**WHAT TO DO**
Lines that contain the string "FilterKey" are the ones to list; copy all of them from the records.

**MATERIAL FOR THE TASK**
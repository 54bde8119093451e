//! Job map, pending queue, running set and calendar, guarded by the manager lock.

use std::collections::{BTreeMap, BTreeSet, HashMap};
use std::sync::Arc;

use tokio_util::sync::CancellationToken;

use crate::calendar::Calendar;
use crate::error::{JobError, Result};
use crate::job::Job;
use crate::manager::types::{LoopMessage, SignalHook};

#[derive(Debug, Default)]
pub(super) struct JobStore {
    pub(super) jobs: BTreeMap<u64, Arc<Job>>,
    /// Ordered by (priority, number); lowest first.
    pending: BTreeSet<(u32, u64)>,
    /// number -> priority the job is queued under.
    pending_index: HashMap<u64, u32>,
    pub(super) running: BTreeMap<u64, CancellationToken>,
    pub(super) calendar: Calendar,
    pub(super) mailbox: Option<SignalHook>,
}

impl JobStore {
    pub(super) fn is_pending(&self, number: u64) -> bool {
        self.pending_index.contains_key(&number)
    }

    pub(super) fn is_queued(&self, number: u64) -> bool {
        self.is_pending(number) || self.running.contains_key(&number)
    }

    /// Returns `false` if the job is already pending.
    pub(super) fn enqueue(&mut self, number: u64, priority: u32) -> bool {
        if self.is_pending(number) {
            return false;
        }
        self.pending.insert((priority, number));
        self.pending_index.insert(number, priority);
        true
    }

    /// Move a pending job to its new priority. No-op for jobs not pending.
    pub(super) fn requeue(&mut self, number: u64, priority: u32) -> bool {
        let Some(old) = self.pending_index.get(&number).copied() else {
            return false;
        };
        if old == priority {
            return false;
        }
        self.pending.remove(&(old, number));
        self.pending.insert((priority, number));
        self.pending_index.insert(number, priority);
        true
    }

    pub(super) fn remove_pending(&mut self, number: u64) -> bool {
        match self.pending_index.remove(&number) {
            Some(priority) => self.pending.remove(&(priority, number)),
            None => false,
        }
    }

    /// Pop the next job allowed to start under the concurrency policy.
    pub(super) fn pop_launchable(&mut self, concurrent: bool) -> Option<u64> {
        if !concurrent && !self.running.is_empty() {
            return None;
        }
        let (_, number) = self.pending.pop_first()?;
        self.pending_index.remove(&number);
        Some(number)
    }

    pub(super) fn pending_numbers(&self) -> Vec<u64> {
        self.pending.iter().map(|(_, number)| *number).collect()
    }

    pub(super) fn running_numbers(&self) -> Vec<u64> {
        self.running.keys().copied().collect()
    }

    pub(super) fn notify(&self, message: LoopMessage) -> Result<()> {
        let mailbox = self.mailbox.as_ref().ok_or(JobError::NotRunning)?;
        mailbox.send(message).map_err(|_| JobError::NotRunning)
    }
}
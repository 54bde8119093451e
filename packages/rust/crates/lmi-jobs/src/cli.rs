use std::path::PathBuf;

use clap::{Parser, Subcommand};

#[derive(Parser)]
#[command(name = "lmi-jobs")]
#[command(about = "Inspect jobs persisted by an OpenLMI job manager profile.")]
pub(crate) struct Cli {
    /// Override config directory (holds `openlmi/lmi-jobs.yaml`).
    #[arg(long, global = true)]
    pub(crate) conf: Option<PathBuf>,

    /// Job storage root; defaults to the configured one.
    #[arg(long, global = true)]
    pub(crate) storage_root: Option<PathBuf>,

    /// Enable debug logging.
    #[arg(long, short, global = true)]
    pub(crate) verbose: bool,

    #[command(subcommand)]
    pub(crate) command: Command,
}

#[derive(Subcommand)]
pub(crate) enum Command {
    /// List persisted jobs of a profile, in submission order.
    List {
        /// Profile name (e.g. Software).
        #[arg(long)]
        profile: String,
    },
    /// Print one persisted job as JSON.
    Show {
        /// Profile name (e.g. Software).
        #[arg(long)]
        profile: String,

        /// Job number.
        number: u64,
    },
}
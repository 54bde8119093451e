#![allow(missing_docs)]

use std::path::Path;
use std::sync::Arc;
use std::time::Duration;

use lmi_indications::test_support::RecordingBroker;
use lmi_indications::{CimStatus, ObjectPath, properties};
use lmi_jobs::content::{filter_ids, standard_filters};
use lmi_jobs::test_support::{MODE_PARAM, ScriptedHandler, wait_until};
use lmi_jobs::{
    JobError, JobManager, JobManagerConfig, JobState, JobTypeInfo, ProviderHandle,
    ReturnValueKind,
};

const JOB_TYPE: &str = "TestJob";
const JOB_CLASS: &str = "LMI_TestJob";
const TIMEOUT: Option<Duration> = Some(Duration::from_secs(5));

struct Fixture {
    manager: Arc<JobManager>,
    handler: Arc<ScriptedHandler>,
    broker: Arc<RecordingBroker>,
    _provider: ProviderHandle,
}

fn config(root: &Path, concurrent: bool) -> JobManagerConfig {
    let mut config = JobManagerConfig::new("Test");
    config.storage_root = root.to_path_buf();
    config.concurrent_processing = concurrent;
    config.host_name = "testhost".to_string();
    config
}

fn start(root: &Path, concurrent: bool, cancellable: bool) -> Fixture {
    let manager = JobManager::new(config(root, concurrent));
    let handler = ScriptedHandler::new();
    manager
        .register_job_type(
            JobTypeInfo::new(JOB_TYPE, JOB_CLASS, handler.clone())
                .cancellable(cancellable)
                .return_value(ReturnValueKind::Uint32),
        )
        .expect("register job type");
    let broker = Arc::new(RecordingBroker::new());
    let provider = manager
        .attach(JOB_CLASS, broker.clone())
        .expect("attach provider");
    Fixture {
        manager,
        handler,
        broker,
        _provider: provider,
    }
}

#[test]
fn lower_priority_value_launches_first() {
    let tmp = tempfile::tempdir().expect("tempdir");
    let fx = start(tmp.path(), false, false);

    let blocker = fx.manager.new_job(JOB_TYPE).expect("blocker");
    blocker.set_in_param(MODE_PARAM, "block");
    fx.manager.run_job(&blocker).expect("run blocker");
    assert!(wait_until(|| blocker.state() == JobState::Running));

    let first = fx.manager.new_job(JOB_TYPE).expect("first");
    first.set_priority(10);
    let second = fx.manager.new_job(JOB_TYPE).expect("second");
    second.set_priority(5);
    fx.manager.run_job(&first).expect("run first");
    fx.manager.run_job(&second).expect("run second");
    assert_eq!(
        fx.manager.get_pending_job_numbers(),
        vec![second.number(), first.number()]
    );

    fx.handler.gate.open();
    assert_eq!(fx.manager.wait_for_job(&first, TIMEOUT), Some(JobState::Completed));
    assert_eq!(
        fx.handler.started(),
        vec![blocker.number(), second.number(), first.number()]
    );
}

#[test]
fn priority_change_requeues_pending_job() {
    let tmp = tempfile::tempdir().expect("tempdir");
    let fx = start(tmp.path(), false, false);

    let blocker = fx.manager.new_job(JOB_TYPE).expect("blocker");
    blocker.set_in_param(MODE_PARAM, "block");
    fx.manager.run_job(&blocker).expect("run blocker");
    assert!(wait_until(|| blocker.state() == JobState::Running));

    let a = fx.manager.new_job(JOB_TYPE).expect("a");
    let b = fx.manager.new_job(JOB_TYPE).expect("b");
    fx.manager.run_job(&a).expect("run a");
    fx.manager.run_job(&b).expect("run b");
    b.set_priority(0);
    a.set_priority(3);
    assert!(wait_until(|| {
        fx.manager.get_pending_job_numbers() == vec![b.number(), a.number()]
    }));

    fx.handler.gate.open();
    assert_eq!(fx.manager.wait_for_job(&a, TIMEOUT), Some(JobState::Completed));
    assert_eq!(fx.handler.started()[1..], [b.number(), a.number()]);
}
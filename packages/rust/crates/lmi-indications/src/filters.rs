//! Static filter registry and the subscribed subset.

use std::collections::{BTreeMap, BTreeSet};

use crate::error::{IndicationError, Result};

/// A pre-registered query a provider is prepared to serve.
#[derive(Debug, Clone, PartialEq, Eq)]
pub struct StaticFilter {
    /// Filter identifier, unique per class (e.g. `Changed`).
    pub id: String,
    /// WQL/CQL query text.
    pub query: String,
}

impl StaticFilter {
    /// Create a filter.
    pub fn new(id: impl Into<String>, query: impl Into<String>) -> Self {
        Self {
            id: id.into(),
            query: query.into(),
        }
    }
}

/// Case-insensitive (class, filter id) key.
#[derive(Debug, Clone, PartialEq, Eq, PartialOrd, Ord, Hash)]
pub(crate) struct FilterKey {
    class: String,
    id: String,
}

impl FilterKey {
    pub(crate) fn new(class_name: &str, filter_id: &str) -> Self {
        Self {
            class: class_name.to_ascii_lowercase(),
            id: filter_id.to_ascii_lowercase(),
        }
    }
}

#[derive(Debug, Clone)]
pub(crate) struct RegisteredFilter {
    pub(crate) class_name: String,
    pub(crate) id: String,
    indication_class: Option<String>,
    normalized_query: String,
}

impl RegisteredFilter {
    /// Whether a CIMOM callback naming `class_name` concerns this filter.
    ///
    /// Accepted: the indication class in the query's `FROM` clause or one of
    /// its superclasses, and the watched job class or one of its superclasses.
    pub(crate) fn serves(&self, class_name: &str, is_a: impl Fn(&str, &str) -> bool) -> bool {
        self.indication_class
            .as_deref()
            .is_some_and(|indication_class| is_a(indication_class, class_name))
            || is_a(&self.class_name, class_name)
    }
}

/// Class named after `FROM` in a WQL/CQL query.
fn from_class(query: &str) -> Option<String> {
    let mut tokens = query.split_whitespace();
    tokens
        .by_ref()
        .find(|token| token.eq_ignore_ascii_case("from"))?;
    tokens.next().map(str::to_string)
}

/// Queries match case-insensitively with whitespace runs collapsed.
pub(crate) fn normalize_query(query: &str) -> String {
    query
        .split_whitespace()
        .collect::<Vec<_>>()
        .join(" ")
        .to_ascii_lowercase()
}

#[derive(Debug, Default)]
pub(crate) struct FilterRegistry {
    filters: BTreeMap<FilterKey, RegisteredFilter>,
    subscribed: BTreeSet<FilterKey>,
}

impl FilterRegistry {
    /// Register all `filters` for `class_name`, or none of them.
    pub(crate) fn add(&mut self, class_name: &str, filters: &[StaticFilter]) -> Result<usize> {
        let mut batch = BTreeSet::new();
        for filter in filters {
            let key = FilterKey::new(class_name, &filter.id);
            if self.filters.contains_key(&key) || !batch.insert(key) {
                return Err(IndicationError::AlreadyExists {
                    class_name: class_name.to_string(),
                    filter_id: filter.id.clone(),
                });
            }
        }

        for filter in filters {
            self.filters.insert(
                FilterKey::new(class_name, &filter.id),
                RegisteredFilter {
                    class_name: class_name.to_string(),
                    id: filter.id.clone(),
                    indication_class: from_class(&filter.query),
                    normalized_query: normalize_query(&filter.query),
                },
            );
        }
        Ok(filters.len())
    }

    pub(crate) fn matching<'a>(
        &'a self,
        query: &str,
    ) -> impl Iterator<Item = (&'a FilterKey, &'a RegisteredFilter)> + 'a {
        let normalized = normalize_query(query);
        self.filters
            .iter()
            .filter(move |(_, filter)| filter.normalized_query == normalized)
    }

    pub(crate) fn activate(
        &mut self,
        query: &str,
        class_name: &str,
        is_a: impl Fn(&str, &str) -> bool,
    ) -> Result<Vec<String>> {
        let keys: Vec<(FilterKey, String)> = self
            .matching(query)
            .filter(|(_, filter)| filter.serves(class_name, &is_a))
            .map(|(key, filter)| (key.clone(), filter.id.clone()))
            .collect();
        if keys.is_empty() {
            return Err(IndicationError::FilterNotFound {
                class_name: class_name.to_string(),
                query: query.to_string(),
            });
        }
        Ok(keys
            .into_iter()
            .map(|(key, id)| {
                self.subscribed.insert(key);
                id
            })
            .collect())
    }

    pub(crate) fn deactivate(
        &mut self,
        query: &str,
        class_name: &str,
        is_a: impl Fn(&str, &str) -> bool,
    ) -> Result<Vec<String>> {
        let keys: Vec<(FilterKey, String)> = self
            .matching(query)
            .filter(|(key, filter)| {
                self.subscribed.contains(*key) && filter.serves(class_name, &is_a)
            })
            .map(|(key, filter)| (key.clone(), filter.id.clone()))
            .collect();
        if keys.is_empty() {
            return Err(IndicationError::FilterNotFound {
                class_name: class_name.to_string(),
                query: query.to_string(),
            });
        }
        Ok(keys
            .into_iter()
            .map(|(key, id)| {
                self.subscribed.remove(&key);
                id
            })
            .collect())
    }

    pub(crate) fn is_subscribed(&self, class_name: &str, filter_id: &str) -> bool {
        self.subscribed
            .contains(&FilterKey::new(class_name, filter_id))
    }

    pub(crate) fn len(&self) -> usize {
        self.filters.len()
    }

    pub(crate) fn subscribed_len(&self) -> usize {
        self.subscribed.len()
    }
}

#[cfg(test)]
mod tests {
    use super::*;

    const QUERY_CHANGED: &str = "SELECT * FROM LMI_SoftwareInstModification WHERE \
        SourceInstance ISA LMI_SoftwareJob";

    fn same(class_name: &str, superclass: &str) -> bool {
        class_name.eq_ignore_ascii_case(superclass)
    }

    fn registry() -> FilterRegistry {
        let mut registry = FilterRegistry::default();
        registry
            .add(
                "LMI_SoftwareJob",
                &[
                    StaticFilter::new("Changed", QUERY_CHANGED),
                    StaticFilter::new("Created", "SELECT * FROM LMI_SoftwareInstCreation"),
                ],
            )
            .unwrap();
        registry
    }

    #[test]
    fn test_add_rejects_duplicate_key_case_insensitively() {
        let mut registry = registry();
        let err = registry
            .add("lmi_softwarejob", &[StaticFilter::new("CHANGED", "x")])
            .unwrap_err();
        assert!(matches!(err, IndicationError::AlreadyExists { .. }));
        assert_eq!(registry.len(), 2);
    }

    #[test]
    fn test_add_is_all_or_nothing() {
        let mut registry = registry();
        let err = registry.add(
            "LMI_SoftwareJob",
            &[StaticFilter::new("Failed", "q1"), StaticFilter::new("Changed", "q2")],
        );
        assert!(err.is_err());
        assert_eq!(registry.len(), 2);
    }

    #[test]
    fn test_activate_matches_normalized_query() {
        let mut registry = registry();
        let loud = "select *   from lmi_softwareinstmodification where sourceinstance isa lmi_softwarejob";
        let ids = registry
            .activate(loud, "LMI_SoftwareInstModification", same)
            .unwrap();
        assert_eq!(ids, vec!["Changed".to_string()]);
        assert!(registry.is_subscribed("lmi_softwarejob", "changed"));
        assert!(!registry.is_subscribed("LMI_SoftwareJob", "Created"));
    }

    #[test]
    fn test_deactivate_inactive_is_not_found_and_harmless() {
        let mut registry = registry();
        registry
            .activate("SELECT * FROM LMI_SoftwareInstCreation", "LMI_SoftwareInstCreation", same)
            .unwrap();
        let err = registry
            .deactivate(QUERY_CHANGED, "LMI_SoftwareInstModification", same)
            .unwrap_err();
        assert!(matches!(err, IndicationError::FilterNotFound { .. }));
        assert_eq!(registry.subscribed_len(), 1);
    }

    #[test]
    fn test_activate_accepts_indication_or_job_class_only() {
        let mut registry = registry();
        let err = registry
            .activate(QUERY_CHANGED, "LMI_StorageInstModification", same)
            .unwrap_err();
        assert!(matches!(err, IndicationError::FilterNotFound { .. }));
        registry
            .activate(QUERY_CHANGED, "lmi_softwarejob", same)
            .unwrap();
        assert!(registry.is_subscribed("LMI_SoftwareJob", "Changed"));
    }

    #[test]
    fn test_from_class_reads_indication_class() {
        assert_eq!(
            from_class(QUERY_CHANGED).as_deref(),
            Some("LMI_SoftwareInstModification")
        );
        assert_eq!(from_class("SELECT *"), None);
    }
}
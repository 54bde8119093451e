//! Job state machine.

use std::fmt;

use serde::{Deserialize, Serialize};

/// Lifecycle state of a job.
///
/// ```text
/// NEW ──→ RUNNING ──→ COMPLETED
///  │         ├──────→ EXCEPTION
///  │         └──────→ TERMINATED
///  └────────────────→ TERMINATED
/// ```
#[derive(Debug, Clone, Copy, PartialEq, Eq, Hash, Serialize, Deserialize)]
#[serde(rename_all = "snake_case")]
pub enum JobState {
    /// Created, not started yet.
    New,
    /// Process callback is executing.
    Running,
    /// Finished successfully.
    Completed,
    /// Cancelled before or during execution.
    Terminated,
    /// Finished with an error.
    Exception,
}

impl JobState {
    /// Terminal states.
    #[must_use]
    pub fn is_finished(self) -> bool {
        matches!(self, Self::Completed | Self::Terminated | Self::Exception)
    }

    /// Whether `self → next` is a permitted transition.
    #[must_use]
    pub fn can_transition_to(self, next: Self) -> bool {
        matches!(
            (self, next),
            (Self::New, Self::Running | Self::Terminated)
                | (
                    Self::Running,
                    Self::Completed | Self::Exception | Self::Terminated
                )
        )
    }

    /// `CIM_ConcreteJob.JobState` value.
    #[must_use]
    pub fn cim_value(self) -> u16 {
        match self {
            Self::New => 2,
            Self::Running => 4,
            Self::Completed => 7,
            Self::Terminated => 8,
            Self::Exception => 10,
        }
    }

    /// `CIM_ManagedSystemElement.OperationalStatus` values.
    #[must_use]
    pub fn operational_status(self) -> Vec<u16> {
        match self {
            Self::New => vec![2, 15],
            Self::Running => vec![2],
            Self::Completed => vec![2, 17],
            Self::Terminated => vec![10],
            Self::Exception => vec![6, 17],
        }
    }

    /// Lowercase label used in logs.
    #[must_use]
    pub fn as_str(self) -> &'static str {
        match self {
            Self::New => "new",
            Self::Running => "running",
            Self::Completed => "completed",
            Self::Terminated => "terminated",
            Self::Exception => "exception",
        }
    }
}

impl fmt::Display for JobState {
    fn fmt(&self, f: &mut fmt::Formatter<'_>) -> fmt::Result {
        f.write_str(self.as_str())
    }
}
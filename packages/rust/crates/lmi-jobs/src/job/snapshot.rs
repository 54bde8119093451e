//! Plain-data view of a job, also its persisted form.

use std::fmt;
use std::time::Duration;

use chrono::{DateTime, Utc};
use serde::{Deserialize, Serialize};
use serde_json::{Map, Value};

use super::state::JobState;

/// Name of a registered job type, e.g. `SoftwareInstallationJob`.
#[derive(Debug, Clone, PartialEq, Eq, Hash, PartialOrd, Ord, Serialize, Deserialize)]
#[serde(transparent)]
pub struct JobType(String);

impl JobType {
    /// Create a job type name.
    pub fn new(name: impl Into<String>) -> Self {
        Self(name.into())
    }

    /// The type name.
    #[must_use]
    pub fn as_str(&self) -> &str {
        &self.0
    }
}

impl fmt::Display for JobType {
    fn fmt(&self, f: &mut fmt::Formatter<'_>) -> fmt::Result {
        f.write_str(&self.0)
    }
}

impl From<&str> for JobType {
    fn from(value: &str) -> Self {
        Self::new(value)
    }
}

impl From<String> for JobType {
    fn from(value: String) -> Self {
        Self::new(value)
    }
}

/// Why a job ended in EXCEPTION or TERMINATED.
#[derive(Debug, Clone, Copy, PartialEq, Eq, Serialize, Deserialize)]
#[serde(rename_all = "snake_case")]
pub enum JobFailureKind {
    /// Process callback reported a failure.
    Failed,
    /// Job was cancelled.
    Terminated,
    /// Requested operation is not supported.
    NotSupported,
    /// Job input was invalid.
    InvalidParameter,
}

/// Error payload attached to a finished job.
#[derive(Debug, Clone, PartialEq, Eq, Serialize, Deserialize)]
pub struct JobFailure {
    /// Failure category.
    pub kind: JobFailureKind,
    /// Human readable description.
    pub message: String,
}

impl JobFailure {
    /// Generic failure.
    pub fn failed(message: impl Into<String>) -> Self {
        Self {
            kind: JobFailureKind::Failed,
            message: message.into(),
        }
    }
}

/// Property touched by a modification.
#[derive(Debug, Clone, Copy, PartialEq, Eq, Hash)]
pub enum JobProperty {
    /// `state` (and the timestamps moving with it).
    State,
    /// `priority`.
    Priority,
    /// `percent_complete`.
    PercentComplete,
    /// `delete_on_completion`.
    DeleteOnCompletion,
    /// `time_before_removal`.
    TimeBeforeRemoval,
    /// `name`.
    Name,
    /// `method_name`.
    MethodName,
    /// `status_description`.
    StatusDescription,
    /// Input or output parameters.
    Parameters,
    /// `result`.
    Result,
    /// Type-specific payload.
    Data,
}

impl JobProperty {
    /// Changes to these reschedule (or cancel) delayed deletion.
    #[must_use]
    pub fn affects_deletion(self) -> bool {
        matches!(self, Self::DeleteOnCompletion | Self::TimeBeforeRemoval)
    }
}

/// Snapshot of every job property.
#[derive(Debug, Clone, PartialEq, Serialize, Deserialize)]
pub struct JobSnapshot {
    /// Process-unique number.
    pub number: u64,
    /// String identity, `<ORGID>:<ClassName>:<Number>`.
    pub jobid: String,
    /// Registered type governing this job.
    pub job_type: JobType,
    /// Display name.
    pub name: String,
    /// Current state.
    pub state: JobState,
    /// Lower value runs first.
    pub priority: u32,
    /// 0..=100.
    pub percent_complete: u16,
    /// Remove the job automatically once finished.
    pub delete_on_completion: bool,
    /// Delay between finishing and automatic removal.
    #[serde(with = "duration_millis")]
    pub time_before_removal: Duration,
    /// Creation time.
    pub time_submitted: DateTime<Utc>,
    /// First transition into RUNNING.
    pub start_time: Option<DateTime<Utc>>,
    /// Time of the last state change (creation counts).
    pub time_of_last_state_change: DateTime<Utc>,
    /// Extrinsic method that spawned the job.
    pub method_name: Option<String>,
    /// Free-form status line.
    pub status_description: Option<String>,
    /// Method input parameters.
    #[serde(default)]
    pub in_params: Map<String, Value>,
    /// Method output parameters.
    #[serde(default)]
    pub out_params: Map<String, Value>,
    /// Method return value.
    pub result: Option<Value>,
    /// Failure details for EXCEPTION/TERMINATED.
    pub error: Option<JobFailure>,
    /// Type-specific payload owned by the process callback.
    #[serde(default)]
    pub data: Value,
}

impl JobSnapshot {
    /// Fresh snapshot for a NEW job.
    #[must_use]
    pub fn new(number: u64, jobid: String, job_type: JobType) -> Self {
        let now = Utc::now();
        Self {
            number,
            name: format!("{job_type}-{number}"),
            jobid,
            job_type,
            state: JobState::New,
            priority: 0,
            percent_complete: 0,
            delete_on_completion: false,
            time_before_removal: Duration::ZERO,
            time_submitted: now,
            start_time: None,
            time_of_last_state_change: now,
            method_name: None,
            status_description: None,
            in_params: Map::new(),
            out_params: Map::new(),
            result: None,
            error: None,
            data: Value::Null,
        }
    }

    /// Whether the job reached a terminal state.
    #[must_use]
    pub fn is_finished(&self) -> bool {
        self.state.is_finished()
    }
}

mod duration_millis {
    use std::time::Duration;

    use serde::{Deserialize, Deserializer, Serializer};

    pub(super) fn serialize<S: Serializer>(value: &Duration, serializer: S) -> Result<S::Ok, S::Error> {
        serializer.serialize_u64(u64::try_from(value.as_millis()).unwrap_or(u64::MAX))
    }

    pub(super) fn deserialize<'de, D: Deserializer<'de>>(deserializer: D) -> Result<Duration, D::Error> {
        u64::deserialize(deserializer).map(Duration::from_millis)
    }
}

**FINISHED TASK**
pub(crate) struct FilterKey {
impl FilterKey {
    filters: BTreeMap<FilterKey, RegisteredFilter>,
    subscribed: BTreeSet<FilterKey>,
            let key = FilterKey::new(class_name, &filter.id);
                FilterKey::new(class_name, &filter.id),
    ) -> impl Iterator<Item = (&'a FilterKey, &'a RegisteredFilter)> + 'a {
        let keys: Vec<(FilterKey, String)> = self
        let keys: Vec<(FilterKey, String)> = self
            .contains(&FilterKey::new(class_name, filter_id))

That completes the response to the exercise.